> **YOUR ASSIGNMENT**:
Write the entries out exactly, with the final line being the one containing "use std::path::Path;".

> **RECORDS FOR THE EXERCISE**:
□ □ □

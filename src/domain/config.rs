//! Application configuration.
//!
//! Loaded from `config.toml` in the data directory when present; every
//! field has a default so a missing file means a fully default config.
//! The API key is never stored in the file, only read from the
//! `GEMINI_API_KEY` environment variable.

use std::path::Path;

use serde::{Deserialize, Serialize};
use url::Url;

use crate::domain::AppError;

/// Top-level configuration record.
#[derive(Debug, Clone, Default, Serialize, Deserialize)]
#[serde(deny_unknown_fields)]
pub struct AppConfig {
    /// Model endpoint configuration.
    #[serde(default)]
    pub model: ModelApiConfig,
}

impl AppConfig {
    /// Parse a TOML document.
    pub fn from_toml_str(raw: &str) -> Result<Self, AppError> {
        let config: AppConfig = toml::from_str(raw)?;
        config.validate()?;
        Ok(config)
    }

    /// Load `config.toml` from the data directory, or defaults when absent.
    pub fn load_or_default(data_dir: &Path) -> Result<Self, AppError> {
        let path = data_dir.join("config.toml");
        if !path.exists() {
            return Ok(Self::default());
        }
        let raw = std::fs::read_to_string(&path)?;
        Self::from_toml_str(&raw)
    }

    pub fn validate(&self) -> Result<(), AppError> {
        self.model.validate()
    }
}

/// Generative model API configuration.
#[derive(Debug, Clone, Serialize, Deserialize)]
#[serde(deny_unknown_fields)]
pub struct ModelApiConfig {
    /// Base URL of the generative API.
    #[serde(default = "default_api_base_url")]
    pub api_base_url: Url,
    /// Model used for structured text flows.
    #[serde(default = "default_text_model")]
    pub text_model: String,
    /// Model used for image generation.
    #[serde(default = "default_image_model")]
    pub image_model: String,
    /// Request timeout in seconds.
    #[serde(default = "default_timeout")]
    pub timeout_secs: u64,
    /// Maximum retry attempts for retryable failures.
    #[serde(default = "default_max_retries")]
    pub max_retries: u32,
    /// Base delay between retries in milliseconds.
    #[serde(default = "default_retry_delay_ms")]
    pub retry_delay_ms: u64,
}

impl Default for ModelApiConfig {
    fn default() -> Self {
        Self {
            api_base_url: default_api_base_url(),
            text_model: default_text_model(),
            image_model: default_image_model(),
            timeout_secs: default_timeout(),
            max_retries: default_max_retries(),
            retry_delay_ms: default_retry_delay_ms(),
        }
    }
}

impl ModelApiConfig {
    pub fn validate(&self) -> Result<(), AppError> {
        if self.timeout_secs == 0 {
            return Err(AppError::InvalidConfig("timeout_secs must be greater than 0".to_string()));
        }
        if self.max_retries == 0 {
            return Err(AppError::InvalidConfig("max_retries must be greater than 0".to_string()));
        }
        if self.retry_delay_ms == 0 {
            return Err(AppError::InvalidConfig(
                "retry_delay_ms must be greater than 0".to_string(),
            ));
        }
        if self.text_model.trim().is_empty() {
            return Err(AppError::InvalidConfig("text_model must not be blank".to_string()));
        }
        if self.image_model.trim().is_empty() {
            return Err(AppError::InvalidConfig("image_model must not be blank".to_string()));
        }
        Ok(())
    }
}

fn default_api_base_url() -> Url {
    Url::parse("https://generativelanguage.googleapis.com/v1beta")
        .expect("Default API URL must be valid")
}

fn default_text_model() -> String {
    "gemini-1.5-flash-latest".to_string()
}

fn default_image_model() -> String {
    "gemini-2.0-flash-preview-image-generation".to_string()
}

fn default_timeout() -> u64 {
    60
}

fn default_max_retries() -> u32 {
    3
}

fn default_retry_delay_ms() -> u64 {
    500
}

#[cfg(test)]
mod tests {
    use super::*;

    #[test]
    fn empty_document_yields_defaults() {
        let config = AppConfig::from_toml_str("").unwrap();
        assert_eq!(config.model.text_model, "gemini-1.5-flash-latest");
        assert_eq!(config.model.timeout_secs, 60);
    }

    #[test]
    fn partial_model_section_keeps_other_defaults() {
        let config = AppConfig::from_toml_str("[model]\ntimeout_secs = 10\n").unwrap();
        assert_eq!(config.model.timeout_secs, 10);
        assert_eq!(config.model.max_retries, 3);
    }

    #[test]
    fn zero_timeout_is_rejected() {
        let err = AppConfig::from_toml_str("[model]\ntimeout_secs = 0\n").unwrap_err();
        assert!(matches!(err, AppError::InvalidConfig(_)));
    }

    #[test]
    fn unknown_keys_are_rejected() {
        let err = AppConfig::from_toml_str("[model]\napi_key = \"secret\"\n").unwrap_err();
        assert!(matches!(err, AppError::TomlParseError(_)));
    }
}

□ □ □

> **RESULT**:
filename src/domain/config.rs
//! Application configuration.
//!
//! Loaded from `config.toml` in the data directory when present; every
//! field has a default so a missing file means a fully default config.
//! The API key is never stored in the file, only read from the
//! `GEMINI_API_KEY` environment variable.

use std::path::Path;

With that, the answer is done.